Reputation: 147
I'm developing a C# application that logs data coming in on a USB serial-port. I'd like to be able to run it on a laptop, and have it continue to operate even when Windows 10 turns off the screen to save power. I've already taken several steps to make this happen:
(1) Call SetThreadExecutionState(EXECUTION_STATE.ES_CONTINUOUS | EXECUTION_STATE.ES_SYSTEM_REQUIRED | EXECUTION_STATE.ES_AWAYMODE_REQUIRED) when the port is opened - see e.g. this answer. This seems to work, preventing Windows from going to sleep and keeping the application running.
(2) Disabled "USB Selective Suspend" in Windows' "Power & sleep settings" -> "Additional power settings" -> "Change plan settings" -> "Change advanced power settings" -> USB, for both "On battery" and "Plugged in".
(3) From Device Manager, disabled "Allow the computer to turn off this device to save power" in the "Power Management" settings of the USB-serial device.
And yet... when the "Screen turn-off" power-saving timeout elapses and the laptop screen goes dark, the serial-port closes! My program handles this as "device unplugged", but clearly it hasn't been. I've run Wireshark and used the "USB PCAP" feature to monitor the relevant USB bus, and I don't see any SUSPEND occurring.
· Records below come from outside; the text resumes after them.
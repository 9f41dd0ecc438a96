// Critical pattern matcher - ordered rule table turning review prose into issues
use crate::models::{Issue, Severity};
use lazy_static::lazy_static;
use regex::Regex;
use tracing::debug;

pub const MATCH_SUGGESTION: &str = "See detailed analysis below for more information";

lazy_static! {
    static ref SENTENCE_BREAK: Regex = Regex::new(r"[.!?]+").unwrap();
    static ref CATALOGUE: Vec<PatternRule> = default_rules();
}

/// How a rule turns a hit into an issue message
#[derive(Debug, Clone)]
pub enum Extraction {
    /// Canned description, independent of the matched text
    Fixed(&'static str),
    /// First sentence of the analysis that also matches the rule, else `fallback`
    Sentence { fallback: &'static str },
}

#[derive(Debug, Clone)]
pub struct PatternRule {
    pub name: &'static str,
    pub pattern: Regex,
    pub severity: Severity,
    pub extraction: Extraction,
}

impl PatternRule {
    pub fn fixed(name: &'static str, pattern: &str, severity: Severity, message: &'static str) -> Self {
        Self {
            name,
            pattern: compile(pattern),
            severity,
            extraction: Extraction::Fixed(message),
        }
    }

    pub fn sentence(
        name: &'static str,
        pattern: &str,
        severity: Severity,
        fallback: &'static str,
    ) -> Self {
        Self {
            name,
            pattern: compile(pattern),
            severity,
            extraction: Extraction::Sentence { fallback },
        }
    }

    /// Message for this rule if it fires on `analysis`
    pub fn evaluate(&self, analysis: &str) -> Option<String> {
        if !self.pattern.is_match(analysis) {
            return None;
        }

        let message = match &self.extraction {
            Extraction::Fixed(message) => message.to_string(),
            Extraction::Sentence { fallback } => SENTENCE_BREAK
                .split(analysis)
                .find(|sentence| self.pattern.is_match(sentence))
                .map(|sentence| sentence.trim().to_string())
                .unwrap_or_else(|| fallback.to_string()),
        };

        Some(message)
    }
}

fn compile(pattern: &str) -> Regex {
    Regex::new(&format!("(?i){}", pattern)).unwrap()
}

fn default_rules() -> Vec<PatternRule> {
    use Severity::{Error, Warning};

    vec![
        PatternRule::fixed(
            "language_mismatch",
            r"language\s+mismatch",
            Error,
            "Language Mismatch: The submitted code language does not match the selected language",
        ),
        PatternRule::fixed(
            "wrong_language",
            r"(is\s+not|not\s+valid)\s+(python|java|javascript|c\+\+|ruby|go|rust|php|swift|kotlin|typescript)\s+code",
            Error,
            "Wrong Language: The code appears to be in a different language than selected",
        ),
        PatternRule::sentence(
            "syntax_error",
            r"syntax\s+error",
            Error,
            "Syntax Error detected in the code",
        ),
        PatternRule::fixed(
            "parsing_error",
            r"parsing\s+error",
            Error,
            "Parsing Error: Unable to parse the code structure",
        ),
        PatternRule::fixed(
            "compilation_error",
            r"compilation\s+error",
            Error,
            "Compilation Error: The code will not compile",
        ),
        PatternRule::fixed(
            "runtime_error",
            r"runtime\s+error",
            Error,
            "Runtime Error: The code may crash during execution",
        ),
        PatternRule::fixed(
            "logic_error",
            r"logic\s+error",
            Error,
            "Logic Error: The code logic appears to be incorrect",
        ),
        PatternRule::fixed(
            "infinite_loop",
            r"infinite\s+loop",
            Error,
            "Infinite Loop: Code contains a loop that may never terminate",
        ),
        PatternRule::fixed(
            "null_reference",
            r"null\s+pointer|nullptr|nullpointerexception",
            Error,
            "Null Reference: Potential null pointer/reference access detected",
        ),
        PatternRule::fixed(
            "memory_leak",
            r"memory\s+leak",
            Error,
            "Memory Leak: Code may not properly release memory",
        ),
        PatternRule::fixed(
            "buffer_overflow",
            r"buffer\s+overflow",
            Error,
            "Buffer Overflow: Potential buffer overflow vulnerability",
        ),
        PatternRule::fixed(
            "race_condition",
            r"race\s+condition",
            Error,
            "Race Condition: Potential concurrency issue detected",
        ),
        PatternRule::fixed(
            "deadlock",
            r"deadlock",
            Error,
            "Deadlock: Potential deadlock situation in concurrent code",
        ),
        PatternRule::fixed(
            "security_vulnerability",
            r"security\s+(vulnerability|issue|risk)",
            Error,
            "Security Vulnerability: Code contains potential security risks",
        ),
        PatternRule::fixed(
            "sql_injection",
            r"sql\s+injection",
            Error,
            "SQL Injection: Code is vulnerable to SQL injection attacks",
        ),
        PatternRule::fixed(
            "cross_site_scripting",
            r"xss|cross[\s-]site\s+scripting",
            Error,
            "XSS Vulnerability: Code is vulnerable to cross-site scripting",
        ),
        PatternRule::fixed(
            "type_error",
            r"type\s+error|type\s+mismatch",
            Error,
            "Type Error: Incompatible types detected",
        ),
        PatternRule::fixed(
            "undefined_reference",
            r"undefined\s+(variable|function|method)",
            Error,
            "Undefined Reference: Using undefined variable or function",
        ),
        PatternRule::fixed(
            "missing_import",
            r"missing\s+(import|include|require)",
            Error,
            "Missing Import: Required module or library not imported",
        ),
        PatternRule::fixed(
            "deprecated",
            r"deprecated",
            Warning,
            "Deprecated Code: Using deprecated features or methods",
        ),
        PatternRule::fixed(
            "unused_code",
            r"unused\s+(variable|function|import)",
            Warning,
            "Unused Code: Declared but never used",
        ),
        PatternRule::fixed(
            "potential_bug",
            r"potential\s+bug",
            Warning,
            "Potential Bug: Code may cause unexpected behavior",
        ),
        PatternRule::fixed(
            "performance_issue",
            r"performance\s+issue",
            Warning,
            "Performance Issue: Code may be inefficient",
        ),
    ]
}

/// Built-in rule table, in evaluation order
pub fn catalogue() -> &'static [PatternRule] {
    &CATALOGUE
}

/// Runs every rule against the analysis text, keeping first-detection order
/// and dropping issues whose message is already present.
pub struct PatternMatcher<'a> {
    rules: &'a [PatternRule],
}

impl PatternMatcher<'static> {
    pub fn new() -> Self {
        Self { rules: catalogue() }
    }
}

impl Default for PatternMatcher<'static> {
    fn default() -> Self {
        Self::new()
    }
}

impl<'a> PatternMatcher<'a> {
    pub fn with_rules(rules: &'a [PatternRule]) -> Self {
        Self { rules }
    }

    pub fn find_issues(&self, analysis: &str) -> Vec<Issue> {
        let mut issues: Vec<Issue> = Vec::new();

        for rule in self.rules {
            let Some(message) = rule.evaluate(analysis) else {
                continue;
            };

            if issues.iter().any(|issue| issue.message == message) {
                debug!("Rule {} repeated message, skipped", rule.name);
                continue;
            }

            debug!("Rule {} matched ({})", rule.name, rule.severity);
            issues.push(Issue::new(rule.severity, message, MATCH_SUGGESTION));
        }

        issues
    }
}

#[cfg(test)]
mod tests {
    use super::*;

    fn messages(issues: &[Issue]) -> Vec<&str> {
        issues.iter().map(|i| i.message.as_str()).collect()
    }

    #[test]
    fn test_catalogue_order_and_size() {
        let names: Vec<_> = catalogue().iter().map(|r| r.name).collect();
        assert_eq!(names.len(), 23);
        assert_eq!(names[0], "language_mismatch");
        assert_eq!(names[2], "syntax_error");
        assert_eq!(names[19], "deprecated");
        assert_eq!(names[22], "performance_issue");
    }

    #[test]
    fn test_syntax_error_uses_sentence() {
        let text = "There is a syntax error on line 3. Also this code is deprecated.";
        let issues = PatternMatcher::new().find_issues(text);

        assert_eq!(issues.len(), 2);
        assert_eq!(issues[0].severity, Severity::Error);
        assert_eq!(issues[0].message, "There is a syntax error on line 3");
        assert_eq!(issues[1].severity, Severity::Warning);
        assert_eq!(
            issues[1].message,
            "Deprecated Code: Using deprecated features or methods"
        );
        assert!(issues.iter().all(|i| i.suggestion == MATCH_SUGGESTION));
        assert!(issues.iter().all(|i| i.line.is_none()));
    }

    #[test]
    fn test_sentence_split_on_any_terminator() {
        let text = "Careful!   A Syntax   Error appears here? yes";
        let issues = PatternMatcher::new().find_issues(text);
        assert_eq!(messages(&issues), vec!["A Syntax   Error appears here"]);
    }

    #[test]
    fn test_sentence_fallback_when_no_single_sentence_matches() {
        // The hit spans a sentence break, so no sentence matches on its own
        let rules = vec![PatternRule::sentence(
            "split",
            r"end\.\s+start",
            Severity::Error,
            "Split detected",
        )];
        let issues = PatternMatcher::with_rules(&rules).find_issues("the end. start again");
        assert_eq!(messages(&issues), vec!["Split detected"]);
    }

    #[test]
    fn test_multiple_rules_fire_in_catalogue_order() {
        let text = "Possible SQL injection and a memory leak. There is also a race condition.";
        let issues = PatternMatcher::new().find_issues(text);
        assert_eq!(
            messages(&issues),
            vec![
                "Memory Leak: Code may not properly release memory",
                "Race Condition: Potential concurrency issue detected",
                "SQL Injection: Code is vulnerable to SQL injection attacks",
            ]
        );
    }

    #[test]
    fn test_alternative_spellings() {
        let cases = [
            ("throws a NullPointerException", "Null Reference"),
            ("prone to XSS", "XSS Vulnerability"),
            ("cross-site scripting risk", "XSS Vulnerability"),
            ("a type mismatch on return", "Type Error"),
            ("this is not valid Rust code", "Wrong Language"),
            ("missing require for fs", "Missing Import"),
        ];

        for (text, prefix) in cases {
            let issues = PatternMatcher::new().find_issues(text);
            assert_eq!(issues.len(), 1, "text: {}", text);
            assert!(issues[0].message.starts_with(prefix), "text: {}", text);
        }
    }

    #[test]
    fn test_colliding_messages_are_deduplicated() {
        let rules = vec![
            PatternRule::fixed("a", r"alpha", Severity::Error, "Same message"),
            PatternRule::fixed("b", r"beta", Severity::Warning, "Same message"),
            PatternRule::fixed("c", r"gamma", Severity::Info, "Other message"),
        ];
        let issues = PatternMatcher::with_rules(&rules).find_issues("alpha beta gamma");

        assert_eq!(messages(&issues), vec!["Same message", "Other message"]);
        assert_eq!(issues[0].severity, Severity::Error);
    }

    #[test]
    fn test_dedup_is_case_sensitive() {
        let rules = vec![
            PatternRule::fixed("a", r"alpha", Severity::Error, "Same message"),
            PatternRule::fixed("b", r"beta", Severity::Error, "same message"),
        ];
        let issues = PatternMatcher::with_rules(&rules).find_issues("alpha beta");
        assert_eq!(issues.len(), 2);
    }

    #[test]
    fn test_near_duplicates_are_kept() {
        let rules = vec![
            PatternRule::fixed("fixed", r"syntax\s+error", Severity::Error, "Syntax Error"),
            PatternRule::sentence("sentence", r"syntax\s+error", Severity::Error, "unused"),
        ];
        let issues =
            PatternMatcher::with_rules(&rules).find_issues("A syntax error is present.");
        assert_eq!(
            messages(&issues),
            vec!["Syntax Error", "A syntax error is present"]
        );
    }

    #[test]
    fn test_no_matches_on_clean_text() {
        let issues = PatternMatcher::new().find_issues("No critical issues found.");
        assert!(issues.is_empty());
    }
}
So is this an undocumented feature of Windows Power-Management, or of the C# SerialPort class? Or is there a trick I've missed?
Upvotes: 0
Views: 497
Reputation: 147
False alarm! My function that detects Win32_DeviceChangedEvent was not discriminating exactly which device had changed. Modified it to check "serialPort1.IsOpen" property, and only shows "Device unplugged" if the port has been closed.